I’m glad you liked them. Be sure to go to the link and look at the rest!
They’re gorgeous – all of them! Thank you for posting them.
You’re welcome.
Ditto on the Thank you. They are great,
Mornin’…………by the way, thank you for easing us into the day with what really counts, mother nature. Things are so emotional here, and I feel like I am living in a fish bowl. Due to a death in the family, I am signing off for a while, and taking long walks in the sunshine. Here comes the Sun.
Condolences, Fannie. May your walks in Nature soothe you.
I’m sorry for your loss, Fannie. Take care. We will miss you.

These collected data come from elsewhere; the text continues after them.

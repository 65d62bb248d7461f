use std::str::FromStr;

use alloy::{primitives::Address, signers::local::PrivateKeySigner};
use anyhow::{anyhow, bail, Context};
use chrono::Utc;
use clap::Parser;
use serde_json::json;
use swap_common::{
    models::{path::Path, swap::SwapRequest, Asset},
    SlippageTolerance,
};
use swap_ethereum::{
    config::{ChainConfig, SwapConfig},
    engine::{BalanceReader, QuoteResolver, SwapExecutor},
    reader::EthereumChainReader,
    submitter::EthereumTransactionSubmitter,
    EthereumRpcClient,
};
use tracing::info;
use tracing_subscriber::EnvFilter;

use crate::cli::{AllowanceArgs, BalanceArgs, Cli, Command, SwapArgs, TradeArgs};

mod cli;

#[tokio::main]
async fn main() -> Result<(), anyhow::Error> {
    let cli: Cli = Cli::parse();
    let global_args = cli.args();
    create_tracing_subscriber(global_args.verbose);

    let config = SwapConfig::from_yaml(&global_args.config)?;
    let chain = config
        .chain(global_args.chain_id)?
        .clone();
    let rpc_url = global_args
        .rpc_url
        .or_else(|| chain.rpc_url.clone())
        .ok_or_else(|| anyhow!("No RPC url given for chain {}", chain.name))?;
    let rpc = EthereumRpcClient::new(&rpc_url)?;
    let block = rpc.get_block_number().await?;
    info!(chain = %chain.name, chain_id = chain.chain_id, block, "Connected to node at {rpc_url}");

    let output = match cli.command() {
        Command::Balance(args) => run_balance(&chain, rpc, args).await?,
        Command::Allowance(args) => run_allowance(&chain, rpc, args).await?,
        Command::Quote(args) => run_quote(&chain, rpc, args).await?,
        Command::Swap(args) => run_swap(chain, rpc, args).await?,
    };
    println!("{}", serde_json::to_string_pretty(&output)?);
    Ok(())
}

fn create_tracing_subscriber(verbose: bool) {
    let default_level = if verbose { "debug" } else { "info" };
    let format = tracing_subscriber::fmt::format()
        .with_level(true)
        .with_target(false)
        .compact();
    tracing_subscriber::fmt()
        .event_format(format)
        .with_writer(std::io::stderr)
        .with_env_filter(
            EnvFilter::try_from_default_env().unwrap_or_else(|_| EnvFilter::new(default_level)),
        )
        .init();
}

/// Builds the router path of a trade. A native input is routed through the wrapped native token.
fn trade_path(chain: &ChainConfig, args: &TradeArgs) -> Result<(Path, bool), anyhow::Error> {
    let (first, native_input) = match chain.resolve_asset(&args.from_token)? {
        Asset::Native => (chain.wrapped_native, true),
        Asset::Erc20(address) => (address, false),
    };
    let last = match chain.resolve_asset(&args.to_token)? {
        Asset::Native => {
            bail!("Swapping into the native asset is not supported, use the wrapped token")
        }
        Asset::Erc20(address) => address,
    };

    let mut tokens = vec![first];
    for token in &args.via {
        tokens.push(chain.resolve_token(token)?);
    }
    tokens.push(last);
    Ok((Path::new(tokens)?, native_input))
}

async fn run_balance(
    chain: &ChainConfig,
    rpc: EthereumRpcClient,
    args: BalanceArgs,
) -> Result<serde_json::Value, anyhow::Error> {
    let reader = EthereumChainReader::new(rpc, &chain.native_symbol);
    let balance = BalanceReader::new(&reader)
        .balance(chain.resolve_asset(&args.token)?, args.owner)
        .await?;
    Ok(json!({
        "owner": args.owner,
        "formatted": balance.to_string(),
        "amount": balance.amount.to_string(),
        "token": balance.token,
    }))
}

async fn run_allowance(
    chain: &ChainConfig,
    rpc: EthereumRpcClient,
    args: AllowanceArgs,
) -> Result<serde_json::Value, anyhow::Error> {
    let reader = EthereumChainReader::new(rpc, &chain.native_symbol);
    let spender = args.spender.unwrap_or(chain.router);
    let allowance = BalanceReader::new(&reader)
        .allowance(chain.resolve_token(&args.token)?, args.owner, spender)
        .await?;
    Ok(json!({
        "owner": args.owner,
        "spender": spender,
        "formatted": allowance.to_string(),
        "amount": allowance.amount.to_string(),
        "token": allowance.token,
    }))
}

async fn run_quote(
    chain: &ChainConfig,
    rpc: EthereumRpcClient,
    args: TradeArgs,
) -> Result<serde_json::Value, anyhow::Error> {
    let (path, native_input) = trade_path(chain, &args)?;
    let reader = EthereumChainReader::new(rpc, &chain.native_symbol);
    let balances = BalanceReader::new(&reader);

    let input = if native_input { Asset::Native } else { Asset::Erc20(path.input()) };
    let token_in = balances.token(input).await?;
    let token_out = balances
        .token(Asset::Erc20(path.output()))
        .await?;
    let amount_in = token_in.parse_amount(&args.amount)?;

    let quote = QuoteResolver::new(&reader, chain.router)
        .resolve(&path, amount_in)
        .await?;
    Ok(json!({
        "path": path,
        "amounts": quote.amounts().iter().map(ToString::to_string).collect::<Vec<_>>(),
        "amount_in": token_in.format_amount(quote.amount_in()),
        "amount_out": token_out.format_amount(quote.amount_out()),
        "token_in": token_in.symbol,
        "token_out": token_out.symbol,
    }))
}

async fn run_swap(
    chain: ChainConfig,
    rpc: EthereumRpcClient,
    args: SwapArgs,
) -> Result<serde_json::Value, anyhow::Error> {
    let (path, native_input) = trade_path(&chain, &args.trade)?;
    let slippage = SlippageTolerance::from_str(&args.slippage)?;
    let deadline = args.deadline_after(Utc::now())?;
    let signer =
        PrivateKeySigner::from_str(&args.private_key).context("Failed to parse private key")?;
    let account: Address = args
        .wallet_address
        .unwrap_or_else(|| signer.address());

    let submitter = EthereumTransactionSubmitter::new(rpc.clone(), signer, &chain);
    submitter.verify_chain_id().await?;
    let reader = EthereumChainReader::new(rpc, &chain.native_symbol);
    let executor = SwapExecutor::new(chain, reader, submitter);

    let request = SwapRequest {
        path,
        amount_in: args.trade.amount,
        slippage,
        account,
        deadline,
        native_input,
    };
    match executor.execute(request).await {
        Ok(result) => Ok(json!({ "state": "CONFIRMED", "result": result })),
        Err(failure) => {
            println!(
                "{}",
                serde_json::to_string_pretty(&json!({
                    "state": failure.state,
                    "error": failure.source.to_string(),
                    "tx_hash": failure.tx_hash,
                    "approval": failure.approval,
                    "quote": failure.quote,
                }))?
            );
            Err(failure.into())
        }
    }
}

Condolences for your loss. Take care and be well.
So sorry for your loss Fannie, please take care of yourself, and condolences to your family.

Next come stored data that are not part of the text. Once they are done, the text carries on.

use alloy::primitives::{Address, U256};
use swap_common::{
    models::{path::Path, quote::Quote},
    traits::ChainReader,
    SwapError,
};
use tracing::{debug, instrument};

/// Reads the expected output of a path from the router.
///
/// Exactly one `getAmountsOut` read per quote. There is no fallback path search: a path without
/// liquidity fails.
pub struct QuoteResolver<'a, R> {
    reader: &'a R,
    router: Address,
}

impl<'a, R: ChainReader> QuoteResolver<'a, R> {
    pub fn new(reader: &'a R, router: Address) -> Self {
        Self { reader, router }
    }

    /// Validates `tokens` as a path before quoting it. Invalid paths never reach the node.
    pub async fn resolve_tokens(
        &self,
        tokens: Vec<Address>,
        amount_in: U256,
    ) -> Result<Quote, SwapError> {
        let path = Path::new(tokens)?;
        self.resolve(&path, amount_in).await
    }

    #[instrument(level = "debug", skip(self, path), fields(%path))]
    pub async fn resolve(&self, path: &Path, amount_in: U256) -> Result<Quote, SwapError> {
        let amounts = self
            .reader
            .amounts_out(self.router, amount_in, path)
            .await
            .map_err(|err| {
                if err.is_revert() {
                    SwapError::NoLiquidity {
                        path: path.clone(),
                        amount_in,
                        reason: err.to_string(),
                    }
                } else {
                    SwapError::ChainRead(err.to_string())
                }
            })?;

        let quote = Quote::new(path.clone(), amount_in, amounts)?;
        if quote.amount_out().is_zero() {
            return Err(SwapError::NoLiquidity {
                path: path.clone(),
                amount_in,
                reason: "router quoted zero output".to_string(),
            });
        }

        debug!(amounts = ?quote.amounts(), "Resolved quote");
        Ok(quote)
    }
}
use alloy_primitives::U256;
use serde::{Deserialize, Serialize};

use super::path::Path;
use crate::error::SwapError;

/// Amounts returned by the router for a path, one per path position.
///
/// Only valid for the block it was read at; it is never cached or reused across requests.
#[derive(Debug, Clone, PartialEq, Eq, Serialize, Deserialize)]
pub struct Quote {
    path: Path,
    amounts: Vec<U256>,
}

impl Quote {
    /// Builds a quote from the router's answer, checking it is consistent with the request.
    pub fn new(path: Path, amount_in: U256, amounts: Vec<U256>) -> Result<Self, SwapError> {
        if amounts.len() != path.len() {
            return Err(SwapError::ChainRead(format!(
                "router returned {} amounts for a path of {} tokens",
                amounts.len(),
                path.len()
            )));
        }
        if amounts[0] != amount_in {
            return Err(SwapError::ChainRead(format!(
                "router quoted input {} but {amount_in} was requested",
                amounts[0]
            )));
        }
        Ok(Self { path, amounts })
    }

    pub fn path(&self) -> &Path {
        &self.path
    }

    pub fn amounts(&self) -> &[U256] {
        &self.amounts
    }

    pub fn amount_in(&self) -> U256 {
        self.amounts[0]
    }

    pub fn amount_out(&self) -> U256 {
        self.amounts[self.amounts.len() - 1]
    }
}

#[cfg(test)]
mod tests {
    use alloy_primitives::address;

    use super::*;

    fn path() -> Path {
        Path::new(vec![
            address!("dAC17F958D2ee523a2206206994597C13D831ec7"),
            address!("a0b86991c6218b36c1d19d4a2e9eb0ce3606eb48"),
        ])
        .unwrap()
    }

    #[test]
    fn test_quote_accessors() {
        let quote = Quote::new(path(), U256::from(100), vec![U256::from(100), U256::from(97)])
            .unwrap();
        assert_eq!(quote.amount_in(), U256::from(100));
        assert_eq!(quote.amount_out(), U256::from(97));
    }

    #[test]
    fn test_quote_rejects_length_mismatch() {
        let res = Quote::new(path(), U256::from(100), vec![U256::from(100)]);
        assert!(matches!(res, Err(SwapError::ChainRead(_))));
    }

    #[test]
    fn test_quote_rejects_input_mismatch() {
        let res = Quote::new(path(), U256::from(100), vec![U256::from(99), U256::from(97)]);
        assert!(matches!(res, Err(SwapError::ChainRead(_))));
    }
}
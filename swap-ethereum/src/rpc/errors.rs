use std::{error::Error, fmt::Display};

use alloy::transports::{RpcError as AlloyRpcError, TransportErrorKind};
use swap_common::ChainCallError;
use thiserror::Error;

/// Alloy RPC error type alias for convenience.
pub(crate) type AlloyError = AlloyRpcError<TransportErrorKind>;

/// JSON-RPC error code geth and most other clients use for `execution reverted`.
const EXECUTION_REVERTED_CODE: i64 = 3;

#[derive(Error, Debug)]
pub struct TransportError {
    pub msg: String,
    #[source]
    pub source: AlloyError,
}

impl Display for TransportError {
    fn fmt(&self, f: &mut std::fmt::Formatter<'_>) -> std::fmt::Result {
        write!(f, "{}: {}", self.msg, self.source)
    }
}

#[derive(Error, Debug)]
pub enum RequestError {
    Transport(TransportError),
    Other(String),
}

impl Display for RequestError {
    fn fmt(&self, f: &mut std::fmt::Formatter<'_>) -> std::fmt::Result {
        match self {
            RequestError::Transport(e) => write!(f, "{}: {}", e.msg, e.source),
            RequestError::Other(e) => write!(f, "{e}"),
        }
    }
}

#[derive(Error, Debug)]
pub enum RPCError {
    #[error("RPC setup error: {0}")]
    SetupError(String),
    #[error("Request error: {0}")]
    RequestError(RequestError),
    #[error("Decode error: {0}")]
    DecodeError(String),
}

impl RPCError {
    pub(super) fn from_alloy<S: ToString>(msg: S, error: AlloyError) -> Self {
        RPCError::RequestError(RequestError::Transport(TransportError {
            msg: msg.to_string(),
            source: error,
        }))
    }

    /// Whether the node executed the call and it reverted, as opposed to the request failing.
    pub fn is_revert(&self) -> bool {
        match self {
            RPCError::RequestError(RequestError::Transport(TransportError {
                source: AlloyRpcError::ErrorResp(payload),
                ..
            })) => {
                payload.code == EXECUTION_REVERTED_CODE ||
                    payload
                        .message
                        .to_lowercase()
                        .contains("revert")
            }
            _ => false,
        }
    }
}

impl From<RPCError> for ChainCallError {
    fn from(error: RPCError) -> Self {
        let message = extract_error_chain(&error);
        if error.is_revert() {
            return ChainCallError::Reverted(message);
        }
        match error {
            RPCError::DecodeError(_) => ChainCallError::Decode(message),
            _ => ChainCallError::Transport(message),
        }
    }
}

/// Extension trait for adding RPC context to Results containing Alloy errors.
///
/// Similar to `anyhow::Context`, this trait provides ergonomic error wrapping
/// that converts Alloy RPC errors into `RPCError` with contextual messages.
///
/// # Example
/// ```ignore
/// use crate::rpc::errors::RpcResultExt;
///
/// result.rpc_context(format!("Failed to get balance of {owner}"))?;
///
/// // Or with lazy evaluation (avoids format! on success path):
/// result.with_rpc_context(|| format!("Failed to get balance of {owner}"))?;
/// ```
pub(crate) trait RpcResultExt<T> {
    /// Wraps the error with context, converting it to an `RPCError`.
    fn rpc_context<C: Display>(self, context: C) -> Result<T, RPCError>;

    /// Wraps the error with lazily-evaluated context.
    fn with_rpc_context<C: Display, F: FnOnce() -> C>(self, f: F) -> Result<T, RPCError>;
}

impl<T> RpcResultExt<T> for Result<T, AlloyError> {
    fn rpc_context<C: Display>(self, context: C) -> Result<T, RPCError> {
        self.map_err(|e| RPCError::from_alloy(context.to_string(), e))
    }

    fn with_rpc_context<C: Display, F: FnOnce() -> C>(self, f: F) -> Result<T, RPCError> {
        self.map_err(|e| RPCError::from_alloy(f().to_string(), e))
    }
}

/// Helper function to extract the full error chain including source errors
pub(crate) fn extract_error_chain(error: &dyn Error) -> String {
    let mut chain = vec![error.to_string()];
    let mut source = error.source();

    while let Some(err) = source {
        chain.push(err.to_string());
        source = err.source();
    }

    if chain.len() == 1 {
        chain[0].clone()
    } else {
        format!("{} (caused by: {})", chain[0], chain[1..].join(" -> "))
    }
}
use alloy::primitives::Address;
use swap_common::{
    models::{
        token::{Token, TokenAmount},
        Asset,
    },
    traits::ChainReader,
    SwapError,
};
use tracing::instrument;

use super::chain_read;

/// Balance and allowance lookups rendered in human units.
pub struct BalanceReader<'a, R> {
    reader: &'a R,
}

impl<'a, R: ChainReader> BalanceReader<'a, R> {
    pub fn new(reader: &'a R) -> Self {
        Self { reader }
    }

    pub async fn token(&self, asset: Asset) -> Result<Token, SwapError> {
        self.reader
            .token(asset)
            .await
            .map_err(chain_read)
    }

    #[instrument(level = "debug", skip(self))]
    pub async fn balance(&self, asset: Asset, owner: Address) -> Result<TokenAmount, SwapError> {
        let token = self.token(asset).await?;
        let amount = self
            .reader
            .balance(asset, owner)
            .await
            .map_err(chain_read)?;
        Ok(TokenAmount::new(token, amount))
    }

    #[instrument(level = "debug", skip(self))]
    pub async fn allowance(
        &self,
        token: Address,
        owner: Address,
        spender: Address,
    ) -> Result<TokenAmount, SwapError> {
        let metadata = self.token(Asset::Erc20(token)).await?;
        let amount = self
            .reader
            .allowance(token, owner, spender)
            .await
            .map_err(chain_read)?;
        Ok(TokenAmount::new(metadata, amount))
    }
}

Take care Fannie!!! We will all be thinking of you!!!
Oh, Fannie, sorry for your loss. Gentle hugs to you. May Mother Nature enfold and help comfort you.
BB great post & very insightful epically the part about the west Texas disaster. some how I think that the media will underreport the part about the But denying him the right to a lawyer after he repeatedly requests one and extreme his constitutional right to counsel . and if it somehow dose
the wingnut will have a conundrum do we condemn the Obama admin
or do we continue to make excuses to denie this man his constitutional rights or embrace and embrace their Islamic-phobic base
There are so many larger ‘systemic’ problems down here in Louisiana regarding the justice system it’s unbelievable. It’s inhumane and it’s unbecoming of a constitutional democracy. We also have the worst corruption ever now since Jindal mandated himself and his cronies out of the daylight …

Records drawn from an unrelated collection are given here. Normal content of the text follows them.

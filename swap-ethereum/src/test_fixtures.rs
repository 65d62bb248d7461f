//! Common test fixtures and utilities for swap-ethereum tests
//!
//! This module contains shared test constants, helper functions, and fixtures
//! that can be used across multiple test files in the crate.

use std::{collections::HashMap, str::FromStr};

use alloy::primitives::Address;

use crate::config::ChainConfig;

// Common Ethereum mainnet contract addresses for testing
pub const USDC_STR: &str = "0xa0b86991c6218b36c1d19d4a2e9eb0ce3606eb48";
pub const USDT_STR: &str = "0xdAC17F958D2ee523a2206206994597C13D831ec7";
pub const WETH_STR: &str = "0xC02aaA39b223FE8D0A0e5C4F27eAD9083C756Cc2";
pub const UNISWAP_V2_ROUTER_STR: &str = "0x7a250d5630B4cF539739dF2C5dAcb4c659F2488D";

// Known token holder for testing (Uniswap V4 pool manager)
pub const USDC_HOLDER_ADDR: &str = "0x000000000004444c5dc75cB358380D2e3dE08A90";

// Well known development key (anvil / hardhat account #0). Never holds real funds.
pub const TEST_PRIVATE_KEY: &str =
    "0xac0974bec39a17e36ba4a6b4d238ff944bacb478cbed5efcae784d7bf4f2ff80";
pub const TEST_SIGNER_ADDR: &str = "0xf39Fd6e51aad88F6F4ce6aB8827279cffFb92266";

fn parse(address: &str) -> Address {
    Address::from_str(address).expect("failed to parse address")
}

pub fn usdc() -> Address {
    parse(USDC_STR)
}

pub fn usdt() -> Address {
    parse(USDT_STR)
}

pub fn weth() -> Address {
    parse(WETH_STR)
}

pub fn router() -> Address {
    parse(UNISWAP_V2_ROUTER_STR)
}

pub fn signer() -> Address {
    parse(TEST_SIGNER_ADDR)
}

/// Mainnet-like chain configuration pointing at the Uniswap V2 router.
pub fn mainnet_config() -> ChainConfig {
    ChainConfig {
        chain_id: 1,
        name: "ethereum".to_string(),
        rpc_url: None,
        router: router(),
        wrapped_native: weth(),
        native_symbol: "ETH".to_string(),
        tokens: HashMap::from([
            ("USDC".to_string(), usdc()),
            ("USDT".to_string(), usdt()),
            ("WETH".to_string(), weth()),
        ]),
        gas_price: None,
        receipt_poll_interval_ms: 10,
    }
}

http://www.bayoubuzz.com/buzz/item/430945-greenstein-scandal-turning-jindal-ethics-reform-gold-medal-into-dead-lead
Re: the SCOTUS “decision” or lack thereof —
States can plead poverty for avoiding their legal responsibilities?
Individuals cannot. Don’t have the cash on hand for the fine? In many instances the person goes directly to jail, with all the life altering attendant follow on issues.
Banks? Can’t be touched. Now, states, too?
We do live in a new type of “republic,” and it ain’t “democratic” or “representative.”
We have an oligarchic Corporatist from of governance. The Big Money oligarchs buy the politicians to do their will. We just think we have a choice with out votes.
Susie posted this Reuters article, appearing in HuffPo:
http://www.huffingtonpost.com/2013/04/25/roundup-herbicide-health-issues-disease_n_3156575.html?utm_hp_ref=mostpopular
Who’dathunkit?
Eventually they’ll kill us all before our time.
Wonderful, those bird photos.
Take a look at this picture, it sort of goes along with those birds BB posted. I have been saving it for a post…https://skydancingblog.com/?attachment_id=56165
Did you take this photo?
it’s beautiful and, oh, so intriguing!
Oh no way, see the little water mark on the corner there.
http://www.washingtonpost.com/blogs/wonkblog/wp/2013/04/30/the-studies-behind-austerity-are-weak-the-study-behind-uncertainty-is-worse/
They debt hysterics have switched to quoting a different, flawed study in lieu of R7&R
Dak, I saw something on my newsblur reader that there is a lot of economic news numbers coming out in the next few days? As usual, when numbers are mention I shut down, but it seemed like a big deal.
The Next 72 Hours Are Going To Be Insane – Business Insider
Yeah .. folks are trying to figure out if the EU’s austerity has put us all in to recession
Permission Slips
Charles P. Pierce
http://www.esquire.com/blogs/politics/Running_The_Bases?src=rss
Moon Landing Faked!!!—Why People Believe in Conspiracy Theories: Scientific American http://www.scientificamerican.com/article.cfm?id=moon-landing-faked-why-people-believe-conspiracy-theories&WT.mc_id=SA_sharetool_Twitter
Education reform fail!
Sickest Testing Story of All Time http://wp.me/p2odLa-4FN
FUCK!!!!! What a horrible policy!
That is ridiculous. I am glad that they have a program where the kids get that tutoring, but there has to be some kind of common sense to it.
Well, that’ll guarantee lower scores!
Charles Pierce: Mine Kampf
Like Charlie, I’m starting to look askance toward our neighbors to the North.